Exercise description:
Only the lines containing "transport" belong in the answer; find them in the material below.

Data extracts:

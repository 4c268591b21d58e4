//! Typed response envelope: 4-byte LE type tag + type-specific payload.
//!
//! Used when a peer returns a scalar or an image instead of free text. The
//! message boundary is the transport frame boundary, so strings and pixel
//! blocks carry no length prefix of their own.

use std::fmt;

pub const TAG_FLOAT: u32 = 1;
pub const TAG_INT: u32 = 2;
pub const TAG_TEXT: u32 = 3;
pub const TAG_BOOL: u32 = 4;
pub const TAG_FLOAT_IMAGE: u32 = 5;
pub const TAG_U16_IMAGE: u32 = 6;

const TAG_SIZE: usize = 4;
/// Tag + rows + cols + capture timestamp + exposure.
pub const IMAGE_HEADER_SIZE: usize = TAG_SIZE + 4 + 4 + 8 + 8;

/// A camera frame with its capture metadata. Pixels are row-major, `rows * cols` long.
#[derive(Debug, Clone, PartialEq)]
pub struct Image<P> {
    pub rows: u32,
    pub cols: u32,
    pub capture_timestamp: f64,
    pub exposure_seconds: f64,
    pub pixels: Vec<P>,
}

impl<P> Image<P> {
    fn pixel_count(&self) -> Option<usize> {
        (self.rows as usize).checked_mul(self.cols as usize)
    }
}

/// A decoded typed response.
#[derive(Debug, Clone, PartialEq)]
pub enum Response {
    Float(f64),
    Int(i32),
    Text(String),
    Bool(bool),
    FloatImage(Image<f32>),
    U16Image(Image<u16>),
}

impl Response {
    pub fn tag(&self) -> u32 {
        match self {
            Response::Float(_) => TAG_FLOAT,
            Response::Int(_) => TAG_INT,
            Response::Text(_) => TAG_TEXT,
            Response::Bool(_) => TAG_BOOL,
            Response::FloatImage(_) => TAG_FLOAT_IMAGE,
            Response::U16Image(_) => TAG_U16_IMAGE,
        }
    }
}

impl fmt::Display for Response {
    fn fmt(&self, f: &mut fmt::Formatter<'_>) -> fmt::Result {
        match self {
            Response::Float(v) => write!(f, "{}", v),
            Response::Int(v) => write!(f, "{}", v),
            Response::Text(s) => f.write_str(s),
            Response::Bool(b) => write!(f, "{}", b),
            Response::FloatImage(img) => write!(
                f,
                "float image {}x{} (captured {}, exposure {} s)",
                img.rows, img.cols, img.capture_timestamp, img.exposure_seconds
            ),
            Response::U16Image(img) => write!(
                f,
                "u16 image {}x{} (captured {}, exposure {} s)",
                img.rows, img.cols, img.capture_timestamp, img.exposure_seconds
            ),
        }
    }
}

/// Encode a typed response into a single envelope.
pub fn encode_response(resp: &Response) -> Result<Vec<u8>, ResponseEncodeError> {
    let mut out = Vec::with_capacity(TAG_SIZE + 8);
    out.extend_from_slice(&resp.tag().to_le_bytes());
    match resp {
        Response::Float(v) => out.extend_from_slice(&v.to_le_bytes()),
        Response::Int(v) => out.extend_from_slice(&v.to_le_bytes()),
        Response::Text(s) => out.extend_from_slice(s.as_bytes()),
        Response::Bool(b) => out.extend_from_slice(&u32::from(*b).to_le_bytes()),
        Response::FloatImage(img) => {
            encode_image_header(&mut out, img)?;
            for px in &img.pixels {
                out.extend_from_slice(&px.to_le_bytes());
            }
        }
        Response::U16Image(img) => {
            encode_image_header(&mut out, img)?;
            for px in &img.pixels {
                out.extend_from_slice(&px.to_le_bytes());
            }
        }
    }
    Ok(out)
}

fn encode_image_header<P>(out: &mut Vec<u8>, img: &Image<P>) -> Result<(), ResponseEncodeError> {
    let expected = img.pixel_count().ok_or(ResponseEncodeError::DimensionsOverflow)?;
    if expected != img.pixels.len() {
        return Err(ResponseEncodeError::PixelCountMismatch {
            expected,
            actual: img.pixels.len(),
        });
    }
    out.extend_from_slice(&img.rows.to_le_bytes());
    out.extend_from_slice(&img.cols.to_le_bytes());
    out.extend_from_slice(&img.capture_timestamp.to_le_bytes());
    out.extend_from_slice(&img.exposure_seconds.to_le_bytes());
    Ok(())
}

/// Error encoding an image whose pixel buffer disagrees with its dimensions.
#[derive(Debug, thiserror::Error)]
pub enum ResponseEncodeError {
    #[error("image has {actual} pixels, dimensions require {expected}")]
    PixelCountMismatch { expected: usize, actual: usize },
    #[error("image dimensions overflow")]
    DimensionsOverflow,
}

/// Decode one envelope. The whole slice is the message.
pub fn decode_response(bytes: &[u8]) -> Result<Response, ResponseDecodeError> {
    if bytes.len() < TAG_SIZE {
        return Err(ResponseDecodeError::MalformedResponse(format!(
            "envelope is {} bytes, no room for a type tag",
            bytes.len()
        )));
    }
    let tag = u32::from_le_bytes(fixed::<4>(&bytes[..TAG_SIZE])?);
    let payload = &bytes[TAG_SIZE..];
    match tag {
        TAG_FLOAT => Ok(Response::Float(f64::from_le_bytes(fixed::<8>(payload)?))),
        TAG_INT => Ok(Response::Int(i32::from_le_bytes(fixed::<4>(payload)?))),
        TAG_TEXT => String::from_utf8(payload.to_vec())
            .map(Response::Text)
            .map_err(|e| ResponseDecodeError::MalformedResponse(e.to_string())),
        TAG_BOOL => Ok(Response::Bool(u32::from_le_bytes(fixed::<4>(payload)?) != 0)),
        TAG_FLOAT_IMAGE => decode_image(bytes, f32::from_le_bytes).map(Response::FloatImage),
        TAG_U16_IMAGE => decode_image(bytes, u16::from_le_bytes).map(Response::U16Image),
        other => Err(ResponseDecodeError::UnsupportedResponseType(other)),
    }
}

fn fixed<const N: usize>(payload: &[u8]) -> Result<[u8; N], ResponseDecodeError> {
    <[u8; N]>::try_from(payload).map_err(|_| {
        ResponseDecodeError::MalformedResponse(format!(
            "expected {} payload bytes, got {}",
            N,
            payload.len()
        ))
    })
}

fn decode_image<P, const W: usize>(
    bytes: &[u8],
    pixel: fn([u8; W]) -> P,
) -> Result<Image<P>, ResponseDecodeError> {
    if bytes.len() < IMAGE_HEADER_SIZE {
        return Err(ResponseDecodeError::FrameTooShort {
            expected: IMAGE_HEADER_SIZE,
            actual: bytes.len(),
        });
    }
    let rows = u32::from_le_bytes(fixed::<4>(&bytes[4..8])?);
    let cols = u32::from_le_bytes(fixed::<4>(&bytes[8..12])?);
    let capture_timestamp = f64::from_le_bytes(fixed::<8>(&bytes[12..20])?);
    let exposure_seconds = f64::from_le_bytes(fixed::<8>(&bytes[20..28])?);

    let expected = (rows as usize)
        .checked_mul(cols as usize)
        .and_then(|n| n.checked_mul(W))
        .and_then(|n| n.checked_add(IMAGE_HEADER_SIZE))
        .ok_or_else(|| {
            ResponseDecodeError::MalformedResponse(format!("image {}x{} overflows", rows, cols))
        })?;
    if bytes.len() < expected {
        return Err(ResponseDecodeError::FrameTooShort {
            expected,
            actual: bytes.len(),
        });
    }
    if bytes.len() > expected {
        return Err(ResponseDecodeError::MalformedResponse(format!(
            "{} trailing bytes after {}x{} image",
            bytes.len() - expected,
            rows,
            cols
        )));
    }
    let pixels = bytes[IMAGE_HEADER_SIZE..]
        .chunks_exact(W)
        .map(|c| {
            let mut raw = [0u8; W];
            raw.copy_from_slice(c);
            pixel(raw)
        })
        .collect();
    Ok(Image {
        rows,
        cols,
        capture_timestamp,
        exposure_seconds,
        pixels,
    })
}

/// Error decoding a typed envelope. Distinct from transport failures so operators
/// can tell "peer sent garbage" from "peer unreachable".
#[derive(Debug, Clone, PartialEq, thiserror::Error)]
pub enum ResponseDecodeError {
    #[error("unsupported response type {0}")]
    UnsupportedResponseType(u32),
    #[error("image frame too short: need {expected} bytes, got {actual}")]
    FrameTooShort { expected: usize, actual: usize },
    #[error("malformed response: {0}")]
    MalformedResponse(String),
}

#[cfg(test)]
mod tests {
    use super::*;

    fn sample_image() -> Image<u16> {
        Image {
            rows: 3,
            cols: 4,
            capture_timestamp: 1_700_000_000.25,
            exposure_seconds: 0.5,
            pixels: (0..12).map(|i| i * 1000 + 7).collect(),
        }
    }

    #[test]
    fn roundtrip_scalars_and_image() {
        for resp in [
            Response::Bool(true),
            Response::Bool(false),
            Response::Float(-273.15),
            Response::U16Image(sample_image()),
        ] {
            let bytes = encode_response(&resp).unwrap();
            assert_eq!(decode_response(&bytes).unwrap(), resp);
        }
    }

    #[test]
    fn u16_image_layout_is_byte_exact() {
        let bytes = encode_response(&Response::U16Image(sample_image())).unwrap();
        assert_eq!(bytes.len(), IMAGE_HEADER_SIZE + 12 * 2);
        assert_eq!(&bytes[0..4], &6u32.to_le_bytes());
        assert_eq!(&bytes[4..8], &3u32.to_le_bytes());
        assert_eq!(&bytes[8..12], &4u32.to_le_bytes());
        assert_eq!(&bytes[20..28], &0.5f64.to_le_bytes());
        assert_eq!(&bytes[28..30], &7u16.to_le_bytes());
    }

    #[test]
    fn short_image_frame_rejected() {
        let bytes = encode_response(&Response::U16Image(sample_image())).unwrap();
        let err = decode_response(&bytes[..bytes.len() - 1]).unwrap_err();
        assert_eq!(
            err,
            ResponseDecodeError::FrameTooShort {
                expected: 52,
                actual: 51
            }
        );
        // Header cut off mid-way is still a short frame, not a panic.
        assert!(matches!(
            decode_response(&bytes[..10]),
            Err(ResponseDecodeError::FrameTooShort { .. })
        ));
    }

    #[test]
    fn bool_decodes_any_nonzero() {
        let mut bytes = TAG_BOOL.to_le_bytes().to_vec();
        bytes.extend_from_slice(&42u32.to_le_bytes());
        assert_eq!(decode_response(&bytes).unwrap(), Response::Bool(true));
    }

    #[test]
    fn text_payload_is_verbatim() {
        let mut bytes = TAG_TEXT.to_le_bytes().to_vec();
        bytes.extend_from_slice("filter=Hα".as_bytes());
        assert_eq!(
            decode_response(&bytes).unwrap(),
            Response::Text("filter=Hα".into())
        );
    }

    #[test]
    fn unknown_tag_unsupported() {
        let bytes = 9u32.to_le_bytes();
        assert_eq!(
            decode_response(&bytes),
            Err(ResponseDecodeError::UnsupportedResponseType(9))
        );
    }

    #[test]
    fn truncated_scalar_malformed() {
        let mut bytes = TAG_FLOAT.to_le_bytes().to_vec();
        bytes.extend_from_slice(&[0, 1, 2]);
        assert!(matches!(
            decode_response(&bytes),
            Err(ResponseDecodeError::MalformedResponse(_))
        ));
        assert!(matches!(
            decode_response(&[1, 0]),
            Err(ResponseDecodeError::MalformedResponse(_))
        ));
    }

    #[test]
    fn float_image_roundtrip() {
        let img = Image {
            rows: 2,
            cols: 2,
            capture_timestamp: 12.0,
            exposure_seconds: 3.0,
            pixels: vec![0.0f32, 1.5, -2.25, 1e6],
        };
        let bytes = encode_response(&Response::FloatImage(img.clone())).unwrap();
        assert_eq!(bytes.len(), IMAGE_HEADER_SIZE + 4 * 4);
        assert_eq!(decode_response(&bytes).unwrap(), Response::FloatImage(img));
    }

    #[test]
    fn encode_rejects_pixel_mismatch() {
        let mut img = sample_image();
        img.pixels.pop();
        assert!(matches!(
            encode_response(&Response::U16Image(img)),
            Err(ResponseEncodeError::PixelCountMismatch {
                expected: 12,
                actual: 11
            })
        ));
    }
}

Response:
//! message boundary is the transport frame boundary, so strings and pixel
/// Error decoding a typed envelope. Distinct from transport failures so operators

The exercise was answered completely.